Concentration of wealth and population dynamics in the early modern period (Ivrea, 15th-17th Centuries)
Guido Alfani, Università Bocconi
Interest in variation in inequality (of income and of wealth) in the past has mainly originated from the hypothesis of Kuznets (1955), according to which a clear pattern between per capita income and inequality can be discerned. Recently it has been suggested, for the case of The Netherlands, the existence of a “Super-Kuznets Curve” spanning many centuries, actually connecting “modern” and “pre-modern” growth which as a whole would be associated with a long-term phase of rising inequality, followed by a downward phase only in the 20th century (Van Zanden 1995). The Netherlands however during Early Modern Age were probably the fastest growing economy of Europe. On the contrary, Italy is commonly thought to start declining since 16th Century. We could thus wonder in which way long-term economic decline influences wealth concentration. The paper presents a first case study, developed in the context of a broader research project financed by Bocconi University, which aims at studying in a comparative perspective concentration and distribution of wealth in Northern Italy since about 1400 up until the beginning of the Industrialization. The case is that of the small city of Ivrea in Northwestern Italy, for which an exceptional documentation survived. I put together a unique database of information about distribution of real estate and other components of wealth spanning 15th-17th Centuries.

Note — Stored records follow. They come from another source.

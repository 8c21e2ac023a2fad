//! Cases phase: one case per source record, linked to its account

use super::statistics::PhaseProgress;
use super::work::remaining_work;
use super::MigrationOrchestrator;
use crate::db::accounts::load_account_index;
use crate::db::cases::{find_case_link, insert_case_if_absent, CaseLink};
use crate::error::MigrationResult;
use crate::identity::canonical_id_of;
use crate::mappers::{map_case, MapContext};
use crate::models::{Phase, PhaseCounters, RecordErrorKind, SourceCaseRecord, TargetCase};
use crate::utils::with_retry;
use std::collections::HashMap;
use std::sync::Arc;
use tracing::info;
use uuid::Uuid;

impl MigrationOrchestrator {
    pub(super) async fn phase_cases(&mut self) -> MigrationResult<(PhaseProgress, bool)> {
        let work = Arc::clone(&self.records);
        let remaining = remaining_work(
            work.as_slice(),
            self.checkpoint.last_processed(Phase::Cases),
            |record| record.source_id.as_str(),
        );
        if remaining.restarted {
            self.checkpoint.reset_phase(Phase::Cases);
        }

        let mut account_index = with_retry(
            "load_account_index",
            &self.options.retry,
            cmig_common::Error::is_transient,
            || load_account_index(&self.pool),
        )
        .await?;
        if self.options.dry_run {
            for (customer_number, id) in &self.plan.accounts {
                account_index.entry(customer_number.clone()).or_insert(*id);
            }
        }

        info!(
            phase = "cases",
            total = work.len(),
            resume_from = remaining.start_index,
            accounts = account_index.len(),
            "Starting phase"
        );

        let mut progress = PhaseProgress::new(Phase::Cases, work.len(), remaining.start_index);
        let batches: Vec<_> = remaining.items.chunks(self.options.batch_size.max(1)).collect();
        let batch_count = batches.len();

        for (index, batch) in batches.into_iter().enumerate() {
            let mut counters = PhaseCounters::default();
            for record in batch {
                self.migrate_case(record, &account_index, &mut counters).await;
            }
            if let Some(last) = batch.last() {
                self.finish_batch(
                    Phase::Cases,
                    &last.source_id,
                    &counters,
                    &mut progress,
                    index + 1 < batch_count,
                )
                .await?;
            }
        }

        let complete = self.checkpoint.counters(Phase::Cases).failed == 0;
        Ok((progress, complete))
    }

    async fn migrate_case(
        &mut self,
        record: &SourceCaseRecord,
        account_index: &HashMap<String, Uuid>,
        counters: &mut PhaseCounters,
    ) {
        counters.processed += 1;

        let Some(canonical) = canonical_id_of(record) else {
            self.record_skip(Phase::Cases, &record.source_id, "no customer identifier", counters);
            return;
        };
        let Some(&account_id) = account_index.get(canonical.as_str()) else {
            self.record_failure(
                Phase::Cases,
                &record.source_id,
                RecordErrorKind::Integrity,
                format!("account {canonical} does not exist"),
                counters,
            );
            return;
        };

        let owner = self.resolver.resolve(&record.actor).await;
        let ctx = MapContext::new(owner.user_id, self.migrated_at);
        let Some(case) = map_case(record, account_id, &ctx) else {
            self.record_skip(Phase::Cases, &record.source_id, "case is missing required fields", counters);
            return;
        };

        let outcome = if self.options.dry_run {
            self.plan_case(&case).await
        } else {
            with_retry(
                "insert_case",
                &self.options.retry,
                cmig_common::Error::is_transient,
                || insert_case_if_absent(&self.pool, &case),
            )
            .await
        };

        self.tally(Phase::Cases, &record.source_id, outcome, counters);
    }

    async fn plan_case(&mut self, case: &TargetCase) -> cmig_common::Result<bool> {
        if self.plan.cases.contains_key(&case.case_number) {
            return Ok(false);
        }

        let existing = with_retry(
            "find_case",
            &self.options.retry,
            cmig_common::Error::is_transient,
            || find_case_link(&self.pool, &case.case_number),
        )
        .await?;

        let link = existing.unwrap_or(CaseLink {
            id: case.id,
            account_id: case.account_id,
        });
        self.plan.cases.insert(case.case_number.clone(), link);
        Ok(existing.is_none())
    }
}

For 17th Century indexes and measures of concentration were reconstructed on a yearly basis, which allowed me to study in detail the effects on wealth distribution of the terrible epidemic of plague of 1630. Ivrea declines both from the demographic and economic point of view during Early Modern Age, so it is an excellent starting point to develop the issue of the relationship between decline and concentration of wealth in pre-industrial societies.